Hans-Dieter Dreier wrote:

> I think we should start the editor as simple as possible, using a
> character based approach. I know it's oldfashoined, but it's the simplest
> thing we can do. I imagine that switching to a GUI should not be _that_
> difficult if we use appropriate display classes. See note on intelligent
> editor.

Regardless of this, we will still have to do cross-platform widgets to
get
a graphical intelligent editor at some point in the future.

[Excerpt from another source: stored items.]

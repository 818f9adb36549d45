//! motion-gallery - a terminal gallery of animated demo widgets
//!
//! Widgets are driven by a session configuration store (defaults plus
//! overrides) and shown or hidden through a visibility registry. Their
//! animations run as explicit state machines on a virtual-clock scheduler.

pub mod config;
pub mod core;
pub mod data;
pub mod error;
pub mod frontend;
pub mod theme;
pub mod widgets;

pub use crate::config::{ConfigStore, WidgetKind};
pub use crate::core::{DemoTable, Gallery, GalleryAction};
pub use crate::error::{GalleryError, GalleryResult};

Is a CUI a useful stepping stone though?   What would the extra effort
in
writing and then throwing out the CUI get us?   It does not unblock
other
development effort like writing a non-intelligent version which we throw
out to later use an intelligent version does.  There are already plenty
of
text editors out there we can use to program.  You can't do a very
intelligent editor with a CUI.

Then again, maybe I'm visualising wrong.  After all, a lot of the early
effort might be infrastructure like defining languages, translations,
framework, generators etc.  If you take this view the UI effort would be
small, in which case, going straight to GUI is not such a huge effort
anyway.

I know if we apply my argument above universally all those little bits
of
extra effort would add up, but I see the editor as a really important
thing
 - important enough to program the way we want it first time.  If you
were
designing a graphical browser, would you create a text-based browser
first?
  I wouldn't, maybe others feel differently.

I'm also worried that the interfaces will turn out to be workable yet
non-optimal in a GUI world.  Now I've said I'm not worried about
backward
compatibility, but translation is still, as far as I know, an untested
alternative, so I'd like to avoid it is much as possible unless we need
it.

> The more third party software we can use, the better. Hopefully it isn't
> too BIG and complicated.

If you don't want a feature, you don't use it.

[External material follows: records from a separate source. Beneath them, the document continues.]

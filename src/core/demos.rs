//! Demo registration table
//!
//! Maps every demo title shown in the gallery to the widget-kind that
//! configures it. The table is validated once at startup: a duplicate title or
//! a title without a known kind is a construction error.

use std::collections::HashSet;

use crate::config::WidgetKind;
use crate::error::{GalleryError, GalleryResult};

/// Titles the gallery knows how to render, with their widget-kind
const KIND_BY_TITLE: &[(&str, WidgetKind)] = &[
    ("Interactive Typewriter", WidgetKind::InteractiveTypewriter),
    ("Typewriter Menu", WidgetKind::TypewriterMenu),
];

/// Default gallery page, in display order
pub const DEFAULT_TITLES: &[&str] = &["Interactive Typewriter", "Typewriter Menu"];

#[derive(Debug, Clone, PartialEq, Eq)]
pub struct Demo {
    pub title: String,
    pub kind: WidgetKind,
}

#[derive(Debug, Clone, PartialEq, Eq)]
pub struct DemoTable {
    demos: Vec<Demo>,
}

impl DemoTable {
    /// Validate `titles` against the known kinds
    pub fn build<S: AsRef<str>>(titles: &[S]) -> GalleryResult<Self> {
        let mut seen = HashSet::new();
        let mut demos = Vec::with_capacity(titles.len());

        for title in titles {
            let title = title.as_ref();
            if !seen.insert(title) {
                return Err(GalleryError::DuplicateTitle(title.to_string()));
            }
            let kind = KIND_BY_TITLE
                .iter()
                .find(|(known, _)| *known == title)
                .map(|(_, kind)| *kind)
                .ok_or_else(|| GalleryError::UnmappedTitle(title.to_string()))?;
            demos.push(Demo {
                title: title.to_string(),
                kind,
            });
        }

        tracing::debug!(count = demos.len(), "demo table built");
        Ok(Self { demos })
    }

    pub fn standard() -> GalleryResult<Self> {
        Self::build(DEFAULT_TITLES)
    }

    pub fn demos(&self) -> &[Demo] {
        &self.demos
    }

    pub fn get(&self, index: usize) -> Option<&Demo> {
        self.demos.get(index)
    }

    pub fn position(&self, title: &str) -> Option<usize> {
        self.demos.iter().position(|d| d.title == title)
    }

    pub fn len(&self) -> usize {
        self.demos.len()
    }

    pub fn is_empty(&self) -> bool {
        self.demos.is_empty()
    }
}

#[cfg(test)]
mod tests {
    use super::*;

    #[test]
    fn test_standard_table() {
        let table = DemoTable::standard().unwrap();
        assert_eq!(table.len(), 2);
        assert_eq!(table.demos()[0].kind, WidgetKind::InteractiveTypewriter);
        assert_eq!(table.demos()[1].kind, WidgetKind::TypewriterMenu);
        assert_eq!(table.position("Typewriter Menu"), Some(1));
    }

    #[test]
    fn test_duplicate_title_rejected() {
        let err = DemoTable::build(&["Typewriter Menu", "Typewriter Menu"]).unwrap_err();
        assert_eq!(err, GalleryError::DuplicateTitle("Typewriter Menu".into()));
    }

    #[test]
    fn test_unmapped_title_rejected() {
        let err = DemoTable::build(&["Interactive Typewriter", "Spinning Cube"]).unwrap_err();
        assert_eq!(err, GalleryError::UnmappedTitle("Spinning Cube".into()));
    }

    #[test]
    fn test_order_is_preserved() {
        let table = DemoTable::build(&["Typewriter Menu", "Interactive Typewriter"]).unwrap();
        let titles: Vec<&str> = table.demos().iter().map(|d| d.title.as_str()).collect();
        assert_eq!(titles, vec!["Typewriter Menu", "Interactive Typewriter"]);
    }
}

> If by "bootstrapping you mean using the system to compile itself, I think
> that will come in a later stage. If you mean the startup process, I'll
> come to that later in this posting.

I meant the former.  I think it should happen before the editor.  If we
integrate cross-platform GUI capability into the language like Java,
then
everything we need to go intelligent would be there.

> The runtime's structure should consist of a small "core": MM and VM, and
> a generator for the very minimum of object infrastructure for VM to start
> up and call object loader, as well as "plug-ins" that are formed from C++
> routines that form the library and can be reached from the object level
> ...

I would really like to be able to bootstrap before writing the
intelligent
editor.  This way we can write it straight in Ultra.  I think to-c would
be
 the quickest way to do this.

What I was thinking of for a first-generation interpreter was something
that interpreted an AST like this:  Look at the root statement, then
interpret that, using the children of the root and so on.  Not
necessarily
doing any translation.  Memory allocated would be a simple matter of
using
Cs allocator which contains a header and the data.

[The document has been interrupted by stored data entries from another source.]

//! Window chrome variants
//!
//! Maps a variant name from the configuration to the concrete colors, shadow
//! and traffic-light button treatment used when painting a demo window.
//! Unknown names never render undefined styles: they resolve to the canonical
//! `classic` preset and carry a diagnostic back to the caller.

use ratatui::style::Color;
use serde::{Deserialize, Serialize};
use std::fmt;

use crate::config::ShadowKind;

/// Built-in chrome variants
#[derive(Debug, Clone, Copy, PartialEq, Eq, Serialize, Deserialize)]
#[serde(rename_all = "lowercase")]
pub enum ChromeVariant {
    Classic,
    Minimal,
    Glassmorphic,
    Borderless,
}

impl Default for ChromeVariant {
    fn default() -> Self {
        Self::Classic
    }
}

impl ChromeVariant {
    pub fn all() -> Vec<ChromeVariant> {
        vec![
            ChromeVariant::Classic,
            ChromeVariant::Minimal,
            ChromeVariant::Glassmorphic,
            ChromeVariant::Borderless,
        ]
    }

    /// Name as written in the configuration
    pub fn name(&self) -> &'static str {
        match self {
            ChromeVariant::Classic => "classic",
            ChromeVariant::Minimal => "minimal",
            ChromeVariant::Glassmorphic => "glassmorphic",
            ChromeVariant::Borderless => "borderless",
        }
    }

    pub fn from_name(name: &str) -> Option<Self> {
        Self::all().into_iter().find(|v| v.name() == name)
    }

    /// Next variant in display order, wrapping around
    pub fn next(&self) -> Self {
        let all = Self::all();
        let idx = all.iter().position(|v| v == self).unwrap_or(0);
        all[(idx + 1) % all.len()]
    }
}

/// How the window's traffic-light buttons are drawn
#[derive(Debug, Clone, Copy, PartialEq, Eq, Serialize, Deserialize)]
#[serde(rename_all = "lowercase")]
pub enum ButtonStyle {
    Standard,
    Minimal,
    Hidden,
}

/// Frosted overlay composed on top of translucent variants
#[derive(Debug, Clone, PartialEq)]
pub struct GlassOverlay {
    pub blur_px: u8,
    /// Soft shadow that replaces the configured one
    pub shadow: ShadowKind,
    /// Terminal approximation of the translucent white border
    pub tint: Color,
}

impl GlassOverlay {
    fn frosted() -> Self {
        Self {
            blur_px: 10,
            shadow: ShadowKind::Sm,
            tint: Color::Rgb(205, 208, 218),
        }
    }
}

/// Concrete style attributes for one variant
#[derive(Debug, Clone, PartialEq)]
pub struct VisualParameters {
    pub variant: ChromeVariant,
    pub background: Color,
    pub border: Color,
    pub title_bar: Color,
    pub title_text: Color,
    /// `ShadowKind::None` suppresses the configured shadow entirely
    pub shadow: ShadowKind,
    pub button_style: ButtonStyle,
    pub glass: Option<GlassOverlay>,
}

impl VisualParameters {
    /// Combine the variant's shadow with the shadow kind from the configuration.
    /// A glass overlay brings its own soft shadow.
    pub fn effective_shadow(&self, configured: ShadowKind) -> ShadowKind {
        match (self.shadow, &self.glass) {
            (ShadowKind::None, _) => ShadowKind::None,
            (_, Some(glass)) => glass.shadow,
            (_, None) => configured,
        }
    }

    /// Border color after the glass overlay, if any
    pub fn effective_border(&self) -> Color {
        self.glass.as_ref().map(|g| g.tint).unwrap_or(self.border)
    }

    /// Close, minimize and zoom button colors
    pub fn button_colors(&self) -> Option<[Color; 3]> {
        match self.button_style {
            ButtonStyle::Standard => Some([
                Color::Rgb(255, 95, 87),
                Color::Rgb(254, 188, 46),
                Color::Rgb(40, 200, 65),
            ]),
            ButtonStyle::Minimal => Some([Color::Rgb(80, 80, 80); 3]),
            ButtonStyle::Hidden => None,
        }
    }
}

/// Raised when a configuration names a variant that does not exist
#[derive(Debug, Clone, PartialEq, Eq)]
pub struct VariantDiagnostic {
    pub requested: String,
    pub substituted: ChromeVariant,
}

impl fmt::Display for VariantDiagnostic {
    fn fmt(&self, f: &mut fmt::Formatter<'_>) -> fmt::Result {
        write!(
            f,
            "unknown window variant '{}', using '{}'",
            self.requested,
            self.substituted.name()
        )
    }
}

/// Outcome of a variant lookup
#[derive(Debug, Clone, PartialEq)]
pub struct VariantResolution {
    pub params: VisualParameters,
    pub diagnostic: Option<VariantDiagnostic>,
}

/// Built-in chrome presets
pub struct ChromePresets;

impl ChromePresets {
    /// Resolve a variant name, failing closed to `classic`
    pub fn resolve(name: &str) -> VariantResolution {
        match ChromeVariant::from_name(name) {
            Some(variant) => VariantResolution {
                params: Self::params(variant),
                diagnostic: None,
            },
            None => {
                let diagnostic = VariantDiagnostic {
                    requested: name.to_string(),
                    substituted: ChromeVariant::default(),
                };
                tracing::warn!("{}", diagnostic);
                VariantResolution {
                    params: Self::params(ChromeVariant::default()),
                    diagnostic: Some(diagnostic),
                }
            }
        }
    }

    pub fn params(variant: ChromeVariant) -> VisualParameters {
        match variant {
            ChromeVariant::Classic => Self::classic(),
            ChromeVariant::Minimal => Self::minimal(),
            ChromeVariant::Glassmorphic => Self::glassmorphic(),
            ChromeVariant::Borderless => Self::borderless(),
        }
    }

    /// Dark window with colored traffic lights
    pub fn classic() -> VisualParameters {
        VisualParameters {
            variant: ChromeVariant::Classic,
            background: Color::Rgb(30, 30, 30),
            border: Color::Rgb(58, 58, 58),
            title_bar: Color::Rgb(42, 42, 42),
            title_text: Color::Rgb(160, 160, 160),
            shadow: ShadowKind::Lg,
            button_style: ButtonStyle::Standard,
            glass: None,
        }
    }

    /// Flat window, muted buttons, no shadow
    pub fn minimal() -> VisualParameters {
        VisualParameters {
            variant: ChromeVariant::Minimal,
            background: Color::Rgb(17, 17, 17),
            border: Color::Rgb(34, 34, 34),
            title_bar: Color::Rgb(17, 17, 17),
            title_text: Color::Rgb(120, 120, 120),
            shadow: ShadowKind::None,
            button_style: ButtonStyle::Minimal,
            glass: None,
        }
    }

    /// Translucent window with the frosted overlay
    pub fn glassmorphic() -> VisualParameters {
        VisualParameters {
            variant: ChromeVariant::Glassmorphic,
            background: Color::Rgb(38, 42, 54),
            border: Color::Rgb(110, 118, 140),
            title_bar: Color::Rgb(48, 53, 68),
            title_text: Color::Rgb(200, 204, 214),
            shadow: ShadowKind::Lg,
            button_style: ButtonStyle::Standard,
            glass: Some(GlassOverlay::frosted()),
        }
    }

    /// No buttons, no shadow; the window cannot be closed from its chrome
    pub fn borderless() -> VisualParameters {
        VisualParameters {
            variant: ChromeVariant::Borderless,
            background: Color::Rgb(24, 24, 27),
            border: Color::Rgb(24, 24, 27),
            title_bar: Color::Rgb(24, 24, 27),
            title_text: Color::Rgb(113, 113, 122),
            shadow: ShadowKind::None,
            button_style: ButtonStyle::Hidden,
            glass: None,
        }
    }
}

/// Scale an RGB color's brightness; used by the close glitch and mount fade.
pub fn scale_brightness(color: Color, factor: f32) -> Color {
    match color {
        Color::Rgb(r, g, b) => {
            let scale = |c: u8| (c as f32 * factor).round().clamp(0.0, 255.0) as u8;
            Color::Rgb(scale(r), scale(g), scale(b))
        }
        other => other,
    }
}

I think we're coming from different backgrounds here.  You're proposing
a
minimal editor, while I'm proposing a minimal interpreter.  It's not
that I
 think the interpreter is not important, it's just that I think the
editor
is where the new stuff will happen, so I want to get there as soon as
possible.

> I would like to allocate large chunks from whatever is the next allocator
> beyond our control - that may be malloc for a start, or the OS later.
> Reasons are the following:1. I don't know anything about their
> performance, so I'd like to limit their impact by using them as seldom as
> possible - but that's just a gut feeling.

Well you might be right - I've already stated I'd like plug-in
allocators/collectors for the interpreter - but is performance a good
reason to do this in first release?

> 2. Since we will have our own GC, we need to be able to traverse all
> objects, hence they need to be linked somehow. The next allocator beyond
> our control does the same thing, of course.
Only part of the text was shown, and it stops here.